__DATA TO EXAMINE__:
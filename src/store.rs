//! Main Store struct: current state, notification dispatch, extension APIs.

use crate::error::{Result, StoreError};
use crate::oplog::{Oplog, OplogHistory};
use crate::state::{replay, Snapshot};
use crate::subscriptions::{
    EventTap, NotificationHub, StoreEvent, SubscriptionHandle, WatchHandle,
};
use crate::types::{OpId, OpPayload, StateMap};
use parking_lot::RwLock;
use serde_json::Value;
use std::collections::HashMap;
use std::sync::Arc;
use tracing::{debug, trace};

/// Store configuration.
#[derive(Clone, Debug, Default)]
pub struct StoreConfig {
    /// Initial key/value defaults. Copied at construction; later mutation
    /// of the caller's map cannot affect the store.
    pub defaults: StateMap,

    /// Attach an operation log for replay and time travel.
    pub enable_oplog: bool,
}

/// Extension function registered under a name via [`Store::register_api`].
pub type ApiFn = Arc<dyn Fn(&Store, &[Value]) -> Value + Send + Sync>;

/// Built-in method names an extension may not shadow.
const RESERVED_NAMES: &[&str] = &[
    "new",
    "with_defaults",
    "from_history",
    "get",
    "get_all",
    "snapshot",
    "set",
    "update",
    "subscribe",
    "watch",
    "watch_for",
    "fire",
    "force_set_state",
    "register_api",
    "invoke",
    "oplog",
    "events",
];

/// Shared mutable heart of a store: the current snapshot plus the
/// notification hub. The op log holds this too, so its replay pushes can
/// drive the same notification sequence without a reference cycle.
pub(crate) struct StoreCore {
    snapshot: RwLock<Snapshot>,
    hub: NotificationHub,
}

impl StoreCore {
    /// O(1) handle to the current snapshot.
    pub(crate) fn current(&self) -> Snapshot {
        self.snapshot.read().clone()
    }

    /// Defensive full copy of the current state.
    pub(crate) fn state_map(&self) -> StateMap {
        self.snapshot.read().to_map()
    }

    /// Replace the whole state by reference adoption and run the
    /// bulk-replace notification sequence: every subscriber once with the
    /// new full state, then the watcher list for every key present in the
    /// new snapshot (removed keys fire nothing), unconditionally.
    pub(crate) fn force_set_state(&self, next: Snapshot) {
        *self.snapshot.write() = next.clone();

        let state = next.to_map();
        self.hub.notify_subscribers(&state);
        for (key, value) in next.iter() {
            self.hub.notify_watchers(key, value);
        }
        self.hub.emit(StoreEvent::Replaced { state });
    }
}

/// A process-local, observable key-value state container.
///
/// Holds exactly one current [`Snapshot`] and dispatches two independent
/// synchronous notification channels: global subscribers (full state after
/// every committed mutation) and per-key watchers (raw values). With
/// `enable_oplog`, every accepted mutation is also recorded in an attached
/// [`Oplog`] for point-in-time replay.
///
/// All notification fires within the call stack of the triggering
/// mutation, in registration order. Callbacks may re-enter the store;
/// unbounded recursion is the caller's responsibility.
pub struct Store {
    core: Arc<StoreCore>,
    oplog: Option<Arc<Oplog>>,
    api: RwLock<HashMap<String, ApiFn>>,
}

impl Store {
    /// Create a store from a configuration.
    pub fn new(config: StoreConfig) -> Self {
        let core = Arc::new(StoreCore {
            snapshot: RwLock::new(Snapshot::from_map(&config.defaults)),
            hub: NotificationHub::new(),
        });

        // The log's baseline is the post-defaults state.
        let oplog = config
            .enable_oplog
            .then(|| Arc::new(Oplog::attach(Arc::clone(&core))));

        Self {
            core,
            oplog,
            api: RwLock::new(HashMap::new()),
        }
    }

    /// Create a store with initial defaults and no op log.
    pub fn with_defaults(defaults: StateMap) -> Self {
        Self::new(StoreConfig {
            defaults,
            ..Default::default()
        })
    }

    /// Rebuild a store (with op log) from an exported history: the log's
    /// baseline and entries are restored verbatim and the live state is
    /// reconstructed by replaying every entry onto the baseline.
    pub fn from_history(history: OplogHistory) -> Self {
        let baseline = Snapshot::from_map(&history.baseline);
        let live = replay(
            &baseline,
            &history.ops,
            history.ops.last().map_or(OpId(0), |op| op.op_id),
        );

        let core = Arc::new(StoreCore {
            snapshot: RwLock::new(live),
            hub: NotificationHub::new(),
        });
        let oplog = Arc::new(Oplog::restore(Arc::clone(&core), baseline, history.ops));

        Self {
            core,
            oplog: Some(oplog),
            api: RwLock::new(HashMap::new()),
        }
    }

    // --- Reads ---

    /// Defensive copy of the value at `key`, or `None` if unset.
    pub fn get(&self, key: &str) -> Option<Value> {
        self.core.snapshot.read().get(key).cloned()
    }

    /// Defensive full copy of the current state.
    pub fn get_all(&self) -> StateMap {
        self.core.state_map()
    }

    /// O(1) handle to the current immutable snapshot.
    pub fn snapshot(&self) -> Snapshot {
        self.core.current()
    }

    // --- Mutations ---

    /// Replace `key`'s value, producing a new snapshot; prior snapshots
    /// remain valid. Fires `key`'s watchers with the raw value, then every
    /// subscriber with the fresh full state, then records a `Set` entry if
    /// a live op log is attached.
    pub fn set(&self, key: impl Into<String>, value: Value) {
        let key = key.into();
        trace!(key = %key, "set");

        {
            let mut snapshot = self.core.snapshot.write();
            let next = snapshot.with(&key, value.clone());
            *snapshot = next;
        }

        self.core.hub.notify_watchers(&key, &value);
        self.core.hub.notify_subscribers(&self.core.state_map());

        if let Some(oplog) = &self.oplog {
            oplog.add_op(OpPayload::Set {
                key: key.clone(),
                value: value.clone(),
            });
        }

        self.core.hub.emit(StoreEvent::Set { key, value });
    }

    /// Batch mutation. `f` receives a defensive copy of the current state
    /// and returns the mapping of keys to apply, or `None` to abort.
    ///
    /// Each returned key is applied and its watchers fired in turn (key
    /// order); subscribers fire exactly once afterwards with the final
    /// state. A live op log records one `Update` entry carrying the full
    /// returned mapping.
    ///
    /// Returns [`StoreError::InvalidUpdateResult`] without mutating when
    /// `f` returns `None`.
    pub fn update<F>(&self, f: F) -> Result<()>
    where
        F: FnOnce(StateMap) -> Option<StateMap>,
    {
        let changes = f(self.core.state_map()).ok_or(StoreError::InvalidUpdateResult)?;
        trace!(keys = changes.len(), "update");

        for (key, value) in &changes {
            {
                let mut snapshot = self.core.snapshot.write();
                let next = snapshot.with(key, value.clone());
                *snapshot = next;
            }
            self.core.hub.notify_watchers(key, value);
        }

        self.core.hub.notify_subscribers(&self.core.state_map());

        if let Some(oplog) = &self.oplog {
            oplog.add_op(OpPayload::Update(changes.clone()));
        }

        self.core.hub.emit(StoreEvent::Update { entries: changes });
        Ok(())
    }

    /// Replace the entire state atomically by reference adoption (not a
    /// merge). Fires every subscriber once with the new full state, then
    /// the watchers of every key present in `snapshot` with its new value,
    /// even when unchanged. Keys absent from `snapshot` fire nothing.
    ///
    /// Never recorded in the op log; this is the path the log itself uses
    /// to drive time travel, and doubles as a bulk-replace API.
    pub fn force_set_state(&self, snapshot: Snapshot) {
        debug!(keys = snapshot.len(), "force_set_state");
        self.core.force_set_state(snapshot);
    }

    // --- Notification channels ---

    /// Register `cb` to run after every committed mutation (`set`,
    /// `update`, `force_set_state`) with the full current state.
    /// Registration causes no immediate invocation. The handle's `stop`
    /// is idempotent.
    pub fn subscribe<F>(&self, cb: F) -> SubscriptionHandle
    where
        F: Fn(&StateMap) + Send + Sync + 'static,
    {
        self.core.hub.subscribe(Arc::new(cb))
    }

    /// Register `cb` to receive the raw value of every `set(key, ..)` or
    /// `fire(key, ..)` for this exact key. Independent of `subscribe`.
    pub fn watch<F>(&self, key: impl Into<String>, cb: F) -> WatchHandle
    where
        F: Fn(&Value) + Send + Sync + 'static,
    {
        self.core.hub.watch(&key.into(), Arc::new(cb))
    }

    /// As [`watch`](Self::watch), but `cb` only runs when the observed
    /// value is strictly equal to `expected`.
    ///
    /// Strict means scalar identity: `Null`, `Bool`, `Number`, and
    /// `String` expected values compare by value; composite (array or
    /// object) expected values never match, since two independently built
    /// composites share no identity. Deliberately not deep equality.
    pub fn watch_for<F>(&self, key: impl Into<String>, expected: Value, cb: F) -> WatchHandle
    where
        F: Fn(&Value) + Send + Sync + 'static,
    {
        self.watch(key, move |value: &Value| {
            if strictly_equal(value, &expected) {
                cb(value);
            }
        })
    }

    /// Synchronously invoke every watcher for `key` with `value`. Pure
    /// synthetic-event injection: no state change, no subscriber
    /// notification, no log entry.
    pub fn fire(&self, key: &str, value: &Value) {
        self.core.hub.notify_watchers(key, value);
        self.core.hub.emit(StoreEvent::Fired {
            key: key.to_string(),
            value: value.clone(),
        });
    }

    /// Open a bounded channel tap over store events. A tap that stops
    /// consuming is dropped rather than blocking mutations.
    pub fn events(&self, buffer_size: usize) -> EventTap {
        self.core.hub.tap(buffer_size)
    }

    // --- Extension APIs ---

    /// Attach a callable under `name`. Fails with
    /// [`StoreError::DuplicateApi`] if `name` is a built-in method or
    /// already registered; the registry is unchanged on failure.
    pub fn register_api<F>(&self, name: impl Into<String>, f: F) -> Result<()>
    where
        F: Fn(&Store, &[Value]) -> Value + Send + Sync + 'static,
    {
        let name = name.into();
        if RESERVED_NAMES.contains(&name.as_str()) {
            return Err(StoreError::DuplicateApi(name));
        }

        let mut apis = self.api.write();
        if apis.contains_key(&name) {
            return Err(StoreError::DuplicateApi(name));
        }
        apis.insert(name, Arc::new(f));
        Ok(())
    }

    /// Call a registered extension with `args`. The extension receives the
    /// store handle and may call back into it.
    pub fn invoke(&self, name: &str, args: &[Value]) -> Result<Value> {
        let f = self
            .api
            .read()
            .get(name)
            .cloned()
            .ok_or_else(|| StoreError::UnknownApi(name.to_string()))?;
        // Registry lock is released before the call so the extension can
        // register further APIs or invoke others.
        Ok(f(self, args))
    }

    /// The attached op log, if the store was built with one.
    pub fn oplog(&self) -> Option<&Oplog> {
        self.oplog.as_deref()
    }
}

impl Default for Store {
    fn default() -> Self {
        Self::new(StoreConfig::default())
    }
}

/// Scalar-only strict equality for `watch_for`.
fn strictly_equal(observed: &Value, expected: &Value) -> bool {
    match expected {
        Value::Array(_) | Value::Object(_) => false,
        _ => observed == expected,
    }
}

__TASK DIRECTIONS__: When a line in the data above contains the string "time", copy that line.

__ANSWER TO THE EXERCISE__:
    /// Attach an operation log for replay and time travel.
/// [`Oplog`] for point-in-time replay.
    /// to drive time travel, and doubles as a bulk-replace API.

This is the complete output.